My Column-Shail Agrawal/ Lekhni May-June 16

My column ‘A Asailor went to see sea sea
To see what he could see see
But all that he could see, see, see,
Was the deep blue Sea .Sea .Sea.’
Yes , sea seems only a vast span of water to bare eyes.
But there is lot more to its seamless depth than what meets our eyes, ask a marine, a scientist, a mystic, a poet,a painter, philosopher, even an ordinary sea lover visiting or having or strolling its shores!
Not only its beauty and mystery has fascinated us, explorers and pirates, both have returned to sea again and again to fathom it out .
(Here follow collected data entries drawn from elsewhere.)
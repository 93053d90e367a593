//! Hand-written lexer for PCTL source text.

use crate::error::{PoetError, Position};

#[derive(Clone, Debug, PartialEq, Eq)]
pub enum Tok {
    Ident(String),
    True,
    False,
    A,
    E,
    S,
    Ap,
    Ep,
    Ah,
    Eh,
    Ay,
    Ey,
    And,
    Or,
    Not,
    LParen,
    RParen,
    Implies,
    Iff,
    Eof,
}

#[derive(Clone, Debug, PartialEq, Eq)]
pub struct Token {
    pub tok: Tok,
    pub position: Position,
}

fn keyword(word: &str) -> Option<Tok> {
    Some(match word {
        "TRUE" => Tok::True,
        "FALSE" => Tok::False,
        "A" => Tok::A,
        "E" => Tok::E,
        "S" => Tok::S,
        "AP" => Tok::Ap,
        "EP" => Tok::Ep,
        "AH" => Tok::Ah,
        "EH" => Tok::Eh,
        "AY" => Tok::Ay,
        "EY" => Tok::Ey,
        _ => return None,
    })
}

fn is_ident_start(c: char) -> bool {
    c.is_ascii_alphabetic() || c == '_'
}

fn is_ident_cont(c: char) -> bool {
    c.is_ascii_alphanumeric() || c == '_' || c == '\'' || c == '.'
}

/// Tokenize PCTL source, terminated by a trailing `Tok::Eof`.
pub fn lex(src: &str) -> Result<Vec<Token>, PoetError> {
    let mut tokens = Vec::new();
    let chars: Vec<char> = src.chars().collect();
    let mut i = 0usize;
    let mut line = 1usize;
    let mut col = 1usize;

    let advance = |i: &mut usize, line: &mut usize, col: &mut usize| {
        if chars[*i] == '\n' {
            *line += 1;
            *col = 1;
        } else {
            *col += 1;
        }
        *i += 1;
    };

    while i < chars.len() {
        let c = chars[i];
        if c.is_whitespace() {
            advance(&mut i, &mut line, &mut col);
            continue;
        }
        let position = Position { line, column: col };
        match c {
            '&' => {
                tokens.push(Token { tok: Tok::And, position });
                advance(&mut i, &mut line, &mut col);
            }
            '|' => {
                tokens.push(Token { tok: Tok::Or, position });
                advance(&mut i, &mut line, &mut col);
            }
            '!' => {
                tokens.push(Token { tok: Tok::Not, position });
                advance(&mut i, &mut line, &mut col);
            }
            '(' => {
                tokens.push(Token { tok: Tok::LParen, position });
                advance(&mut i, &mut line, &mut col);
            }
            ')' => {
                tokens.push(Token { tok: Tok::RParen, position });
                advance(&mut i, &mut line, &mut col);
            }
            '-' => {
                if chars.get(i + 1) == Some(&'>') {
                    advance(&mut i, &mut line, &mut col);
                    advance(&mut i, &mut line, &mut col);
                    tokens.push(Token { tok: Tok::Implies, position });
                } else {
                    return Err(PoetError::Parse {
                        position,
                        message: "expected '->'".to_string(),
                    });
                }
            }
            '<' => {
                if chars.get(i + 1) == Some(&'-') && chars.get(i + 2) == Some(&'>') {
                    advance(&mut i, &mut line, &mut col);
                    advance(&mut i, &mut line, &mut col);
                    advance(&mut i, &mut line, &mut col);
                    tokens.push(Token { tok: Tok::Iff, position });
                } else {
                    return Err(PoetError::Parse {
                        position,
                        message: "expected '<->'".to_string(),
                    });
                }
            }
            _ if is_ident_start(c) => {
                let start = i;
                while i < chars.len() && is_ident_cont(chars[i]) {
                    advance(&mut i, &mut line, &mut col);
                }
                let word: String = chars[start..i].iter().collect();
                let tok = keyword(&word).unwrap_or(Tok::Ident(word));
                tokens.push(Token { tok, position });
            }
            _ => {
                return Err(PoetError::Parse {
                    position,
                    message: format!("unexpected character {c:?}"),
                });
            }
        }
    }

    tokens.push(Token {
        tok: Tok::Eof,
        position: Position { line, column: col },
    });
    Ok(tokens)
}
The sea seems infinite and timeless !
Perhaps the most astonishing thing upon entering the ocean is; that it is not just a place filled with rocks and water only. It is like a soup, a special kind of minestrone, where the bits and pieces are alive and wandering! These “Living fossils” are everywhere. Nearly all of the thirty-three major divisions of animals and a dozen broad categories of plants and other organisms that have existed for hundreds of millions of years are at least partially represented there; only about half of them are terrestrial.
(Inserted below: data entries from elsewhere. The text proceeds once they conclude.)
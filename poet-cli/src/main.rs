mod cli;
mod logging;
mod output;
mod visual;

use std::process::ExitCode;

use clap::Parser;
use poet_core::state_manager::Options;
use poet_core::{formula, PoetError, RunSummary, StateManager, Trace};

use cli::Cli;

/// Exit codes, sysexits-flavored: 0 on run completion regardless of the
/// property's verdict, 2 on malformed input (property/trace failed to
/// parse, rejected before any event is processed), 1 on a causality
/// violation (partial run, partial verdict printed first), 70
/// (`EX_SOFTWARE`) on a broken evaluator invariant — a bug, not a user
/// error.
const EXIT_OK: u8 = 0;
const EXIT_INPUT_ERROR: u8 = 2;
const EXIT_CAUSALITY: u8 = 1;
const EXIT_INTERNAL: u8 = 70;

fn main() -> ExitCode {
    let cli = Cli::parse();
    let _log_guard = logging::init(cli.log_file.as_deref(), cli.log_categories.as_deref());

    match run(&cli) {
        Ok(code) => ExitCode::from(code),
        Err(e) => {
            tracing::error!("{e}");
            eprintln!("poet: {e}");
            ExitCode::from(EXIT_INTERNAL)
        }
    }
}

fn run(cli: &Cli) -> anyhow::Result<u8> {
    let property_src = std::fs::read_to_string(&cli.property)
        .map_err(|e| anyhow::anyhow!("reading property file {}: {e}", cli.property.display()))?;
    let trace_src = std::fs::read_to_string(&cli.trace)
        .map_err(|e| anyhow::anyhow!("reading trace file {}: {e}", cli.trace.display()))?;

    let formula = match formula::parse(&property_src) {
        Ok(f) => f,
        Err(e) => {
            eprintln!("poet: property error: {e}");
            return Ok(EXIT_INPUT_ERROR);
        }
    };
    tracing::info!(property = %formula, "parsed property");

    let trace = match Trace::from_json(&trace_src) {
        Ok(t) => t,
        Err(e) => {
            eprintln!("poet: trace error: {e}");
            return Ok(EXIT_INPUT_ERROR);
        }
    };
    tracing::info!(processes = trace.processes, events = trace.events.len(), "loaded trace");

    let mut manager = StateManager::new(formula, trace.processes, Options { reduce: cli.reduce });
    let mut summary = RunSummary::default();

    for event in &trace.events {
        let observation = match manager.on_event(event) {
            Ok(obs) => obs,
            Err(PoetError::Causality { event_id, message }) => {
                eprintln!("poet: causality violation at event {event_id}: {message}");
                output::render_summary(cli.output_level, &summary);
                return Ok(EXIT_CAUSALITY);
            }
            Err(e) => {
                eprintln!("poet: internal error: {e}");
                return Ok(EXIT_INTERNAL);
            }
        };

        tracing::debug!(event = %event.id, holds = observation.holds_everywhere(), "delivered");
        output::render_event(cli.output_level, &observation, manager.graph());
        summary.total_states = manager.total_states();
        summary.record(&observation);
    }

    output::render_summary(cli.output_level, &summary);

    if let Some(path) = &cli.visual {
        visual::write_dot(manager.graph(), path)
            .map_err(|e| anyhow::anyhow!("writing --visual output to {}: {e}", path.display()))?;
    }

    Ok(EXIT_OK)
}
In our long relationship with sea we have only surfed and cruised on its waves. Earth’s oceans still remain largely unexplored. We have barely begun to imagine the energy potential of harnessing the waves, the healing powers of marine bacteria or the sustainable possibility of feeding the world’s hungry through algae. Really a wonderful food bowl with its fishes, crabs, oysters etc.Sea is a treasure trove and valuable sustaining resource. Apart from sustaining earth, the ocean’s greatest gift may well be the Earth’s history captured in so many forms – from the remains of a shipwreck to the yearly bands of a coral reef.
We barely remember the infinite good it does to our world. Role of the ocean in shaping climate and weather is big. Water evaporates from the sea’s surface and forms clouds that yield fresh water back to the land – and sea. About 97 per cent of Earth’s water is sea water, and of the remaining only 3 per cent other, out of which 97 per cent is frozen as polar ice and snow. Water, of course, is vital for life. There may be water without life, but nowhere, even in the most arid deserts and driest valleys , there is life without water.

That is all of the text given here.